1. Lock-free accesses when looking up a stack record, which allows to
   have multiple users to look up records in parallel;
2. Spinlock for protecting the stack depot pools and the hash table
   when adding a new record.

For implementing the eviction of stack traces from stack depot, the
lock-free approach is not going to work anymore, as we will need to be
able to also remove records from the hash table.

Convert the spinlock into a read/write lock, and drop the atomic accesses,
as they are no longer required.

Looking up stack traces is now protected by the read lock and adding new
records - by the write lock. One of the following patches will add a new
function for evicting stack records, which will be protected by the write
lock as well.

With this change, multiple users can still look up records in parallel.

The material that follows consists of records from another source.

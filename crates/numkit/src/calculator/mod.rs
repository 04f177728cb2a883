//! Layer 3: Calculator
//!
//! # Purpose
//!
//! This layer provides [`Calculator`], a four-operation arithmetic evaluator
//! that records every successful operation as a text history entry.
//!
//! # Architecture
//!
//! ```text
//! Layer 4: API
//!   ↓
//! Layer 3: Calculator ← You are here
//!   ↓
//! Layer 1: Primitives
//! ```
//!
//! ## Invariants
//!
//! * History length equals the number of successful operations since the last clear.
//! * A failed division leaves the history unchanged.
//! * Entries render numbers deterministically, so identical calls give identical entries.

/// Operation log.
pub mod history;

// Feature-gated imports
#[cfg(not(feature = "std"))]
use alloc::{string::String, vec::Vec};
#[cfg(feature = "std")]
use std::{string::String, vec::Vec};

// External dependencies
use tracing::debug;

// Internal dependencies
use crate::calculator::history::History;
use crate::engine::validator::Validator;
use crate::primitives::errors::NumkitError;
use crate::primitives::number::Number;

/// Arithmetic evaluator with an append-only history.
#[derive(Debug, Clone, Default)]
pub struct Calculator {
    history: History,
}

impl Calculator {
    /// Create a calculator with an empty history.
    pub fn new() -> Self {
        Self {
            history: History::new(),
        }
    }

    /// `a + b`.
    pub fn add(&mut self, a: impl Into<Number>, b: impl Into<Number>) -> Number {
        let (a, b) = (a.into(), b.into());
        let result = a + b;
        self.history.record(a, '+', b, result);
        result
    }

    /// `a - b`.
    pub fn subtract(&mut self, a: impl Into<Number>, b: impl Into<Number>) -> Number {
        let (a, b) = (a.into(), b.into());
        let result = a - b;
        self.history.record(a, '-', b, result);
        result
    }

    /// `a * b`.
    pub fn multiply(&mut self, a: impl Into<Number>, b: impl Into<Number>) -> Number {
        let (a, b) = (a.into(), b.into());
        let result = a * b;
        self.history.record(a, '*', b, result);
        result
    }

    /// `a / b` as a float.
    ///
    /// # Errors
    ///
    /// Returns [`NumkitError::DivisionByZero`] when `b` is zero; nothing is
    /// recorded in that case.
    pub fn divide(
        &mut self,
        a: impl Into<Number>,
        b: impl Into<Number>,
    ) -> Result<f64, NumkitError> {
        let (a, b) = (a.into(), b.into());
        if let Err(err) = Validator::validate_divisor(b) {
            debug!(numerator = %a, "rejected division by zero");
            return Err(err);
        }

        let result = a.as_f64() / b.as_f64();
        self.history.record(a, '/', b, Number::Float(result));
        Ok(result)
    }

    /// Copy of the history, in call order.
    pub fn history(&self) -> Vec<String> {
        self.history.entries().to_vec()
    }

    /// Number of recorded operations.
    pub fn history_len(&self) -> usize {
        self.history.len()
    }

    /// Check if no operation has been recorded since creation or the last clear.
    pub fn is_history_empty(&self) -> bool {
        self.history.is_empty()
    }

    /// Remove all recorded operations.
    pub fn clear_history(&mut self) {
        if !self.history.is_empty() {
            debug!(entries = self.history.len(), "clearing history");
        }
        self.history.clear();
    }
}
#![cfg(feature = "dev")]
//! Tests for processing operations.
//!
//! ## Test Organization
//!
//! 1. **Name Lookup** - Parsing and canonical names
//! 2. **Application** - Each operation's transform

use approx::assert_relative_eq;

use numkit::internals::engine::operation::Operation;
use numkit::internals::primitives::errors::NumkitError;

// ============================================================================
// Name Lookup Tests
// ============================================================================

/// Test every canonical name parses back to its operation.
#[test]
fn test_parse_canonical_names() {
    for op in Operation::ALL {
        assert_eq!(op.name().parse::<Operation>(), Ok(op));
        assert_eq!(op.to_string(), op.name());
    }
}

/// Test unknown names are rejected with the offending name.
#[test]
fn test_parse_unknown_name() {
    let res = "bogus".parse::<Operation>();

    assert_eq!(res, Err(NumkitError::InvalidOperation("bogus".to_string())));
}

/// Test lookup is exact: case and whitespace variants are rejected.
#[test]
fn test_parse_is_exact() {
    assert!("Square".parse::<Operation>().is_err());
    assert!(" sqrt".parse::<Operation>().is_err());
    assert!("".parse::<Operation>().is_err());
}

/// Test the default operation is identity.
#[test]
fn test_default_is_identity() {
    assert_eq!(Operation::default(), Operation::Identity);
}

// ============================================================================
// Application Tests
// ============================================================================

/// Test identity returns the values unchanged.
#[test]
fn test_apply_identity() {
    let vals = [1.0f64, -2.5, 3.0];

    assert_eq!(Operation::Identity.apply(&vals), vals.to_vec());
}

/// Test square.
#[test]
fn test_apply_square() {
    assert_eq!(
        Operation::Square.apply(&[1.0f64, 2.0, 3.0, -4.0]),
        vec![1.0, 4.0, 9.0, 16.0]
    );
}

/// Test sqrt takes the absolute value first.
///
/// Verifies negative inputs never produce NaN.
#[test]
fn test_apply_sqrt_of_absolute() {
    let out = Operation::Sqrt.apply(&[1.0f64, 4.0, -9.0, 16.0]);

    assert_eq!(out, vec![1.0, 2.0, 3.0, 4.0]);
    assert!(out.iter().all(|x| !x.is_nan()));
}

/// Test normalize applies min-max scaling.
#[test]
fn test_apply_normalize() {
    let out = Operation::Normalize.apply(&[10.0f64, 20.0, 30.0]);

    assert_relative_eq!(out[0], 0.0, epsilon = 1e-12);
    assert_relative_eq!(out[1], 0.5, epsilon = 1e-12);
    assert_relative_eq!(out[2], 1.0, epsilon = 1e-12);
}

This is preparatory patch for implementing the eviction of stack records
from the stack depot.

Reviewed-by: Alexander Potapenko <glider@google.com>
Signed-off-by: Andrey Konovalov <andreyknvl@google.com>

---

Changed v2->v3:
- Use lockdep_assert_held_read annotation in depot_fetch_stack.

Changes v1->v2:
- Add lockdep_assert annotations.
---
 lib/stackdepot.c | 87 +++++++++++++++++++++++++-----------------------
 1 file changed, 46 insertions(+), 41 deletions(-)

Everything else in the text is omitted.